I have been really struggling with this surgery.  My pouch ended up being too narrow and that is why I was having so many issues in the beginning.  about 3 weeks ago I had to have a scope put down my throat into my stomach.  They had to stretch my pouch while they were in there.  I did liquid diet for 72 hours and have been on soft foods since then.  I feel like it changed for the first week and a 1/2.  I could eat without anything hurting.  Now it is back to being irritated again.  I do know that at the same time they did a biopsy and found that my stomach was irritated but nothing major on that part.  They said they stretched it out to 13mm.  I feel like maybe it shrunk back to where it was.  Is that possible?  Has anyone experienced this before?  I don't want to keep on having problems.  I want to hopefully eat meat soon.  I haven't been able to eat meat or eggs since I before the first surgery on 11/17.  Every time I would try I would throw up.  I am basically living on soup, greek yogurt, cheese sticks and protein shakes. I am really hoping this will change.  I don't even have the energy to workout since surgery.  I am thankful I have lost 47 lbs don't get me wrong but hope it will get better soon

rocky513
on 3/3/15 11:30 am - WI

I'm not sure I've ever heard of a pouch being stretched.  Are you sure they didn't stretch the opening to your pouch? It's very common to have that stretched.  The problem is called a stricture.  If you use the search function on OH (little magnifying glass on the blue bar at the top, right of the page) you will find a lot of posts on strictures  Some people have to have a stricture stretched several times.  If it keeps bothering you, call your surgeon.  It's really not a serious complication and, like i said, it's quite common.

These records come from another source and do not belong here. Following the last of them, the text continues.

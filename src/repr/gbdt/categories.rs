//! Categorical split storage.
//!
//! XGBoost stores, for each categorical split, the set of categories that go
//! RIGHT. Everything else (including categories the split never saw) goes
//! left. Sets are kept here as packed `u32` bitsets, 32 categories per word.

use super::NodeId;

/// Largest category value XGBoost accepts (exclusive), `2^24`.
///
/// Beyond this `f32` can no longer represent every integer exactly.
pub const MAX_CATEGORY: u32 = 1 << 24;

/// Packed bitsets for every categorical node of a tree.
///
/// - `bitsets`: flat array of words for all categorical nodes
/// - `segments`: per-node `(start, size)` into `bitsets`; `(0, 0)` for
///   numeric splits and leaves
#[derive(Debug, Clone, Default, PartialEq, Eq)]
pub struct CategoriesStorage {
    bitsets: Box<[u32]>,
    segments: Box<[(u32, u32)]>,
}

impl CategoriesStorage {
    #[inline]
    pub fn empty() -> Self {
        Self::default()
    }

    /// `segments` must have one entry per tree node.
    pub fn new(bitsets: Vec<u32>, segments: Vec<(u32, u32)>) -> Self {
        Self {
            bitsets: bitsets.into_boxed_slice(),
            segments: segments.into_boxed_slice(),
        }
    }

    /// Whether `category` is in the right-going set of `node`.
    ///
    /// Categories past the end of the stored bitset are not in the set.
    #[inline]
    pub fn category_goes_right(&self, node: NodeId, category: u32) -> bool {
        let Some(&(start, size)) = self.segments.get(node as usize) else {
            return false;
        };
        let word_idx = category >> 5;
        if word_idx >= size {
            return false;
        }
        let word = self.bitsets[(start + word_idx) as usize];
        (word >> (category & 31)) & 1 != 0
    }

    #[inline]
    pub fn is_empty(&self) -> bool {
        self.bitsets.is_empty()
    }
}

/// Convert a feature value to a category index.
///
/// The value is truncated toward zero like XGBoost does. Returns `None` for
/// negative values and values at or above [`MAX_CATEGORY`]; such samples are
/// sent left. NaN must be handled as missing before calling this.
#[inline]
pub fn float_to_category(value: f32) -> Option<u32> {
    if value < 0.0 || value >= MAX_CATEGORY as f32 {
        None
    } else {
        Some(value as u32)
    }
}

/// Pack category values into a bitset where bit `c` is set for each `c`.
///
/// ```
/// use xgb_inference::repr::gbdt::categories_to_bitset;
///
/// assert_eq!(categories_to_bitset(&[1, 3, 5]), vec![0b101010]);
/// assert_eq!(categories_to_bitset(&[32]), vec![0, 1]);
/// ```
pub fn categories_to_bitset(categories: &[u32]) -> Vec<u32> {
    let Some(&max_cat) = categories.iter().max() else {
        return Vec::new();
    };
    let mut bitset = vec![0u32; (max_cat >> 5) as usize + 1];
    for &cat in categories {
        bitset[(cat >> 5) as usize] |= 1 << (cat & 31);
    }
    bitset
}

HW 270 SW 236 GW 160 CW 145 (15 pounds below goal!)

VBG Aug. 7, 1986, Revised to RNY Nov. 18, 2010

selhard
on 3/3/15 11:48 am, edited 3/3/15 10:11 pm - MN
RNY on 11/26/12

In our active WLS support group, one guy six years out reported he has had six dilatations. He did say he still can't eat chicken and misses chugging water on a hot, summer day, not mentioning anything about low energy.  This is the extreme but a lot of people get the complication of strictures resolved after one or two, thank goodness. 

cabin111
on 3/3/15 1:58 pm

You had/have a stricture.  About 5-7% of RNY patients get them...You are in that percentage...Sorry.  What I'm about to say please don't quote me...It's an approximation.  Of that 5-7% about 50% get their issue resolved the first time.  About 70-75% get it resolved a second trip to get scoped.  About 90% get resolved between 3 or 4 trips.  Yeah, very frustrating, but about 95% get the issue resolved after 4 trips.  So just plow through and the issue should get resolved...If not, you get another scope and wait and see.  Below is a copy and paste I've posted about strictures over the years.  Brian

What is a stricture?  This question comes up weekly, if not daily on OH.  Below is a copy and paste from Wikipedia.  If you are a few weeks out post op from RNY and have problems keeping well chewed food (even water) down, you might have a stricture.  Very common and very treatable (about 5% of RNY patients get them).  Also do not freak out if you have to go back a second or third time to get treated for one.  The Gastroenterologist will go just below the pouch and air up the "balloon" .  It is an outpatient procedure and you will be sedated.
  
As the anastomosis heals, it forms scar tissue, which naturally tends to shrink ("contract") over time, making the opening smaller. This is called a "stricture". Usually, the passage of food through an anastomosis will keep it stretched open, but if the inflammation and healing process outpaces the stretching process, scarring may make the opening so small that even liquids can no longer pass through it. The solution is a procedure called gastroendoscopy, and stretching of the connection by inflating a balloon inside it. Sometimes this manipulation may have to be performed more than once to achieve lasting correction.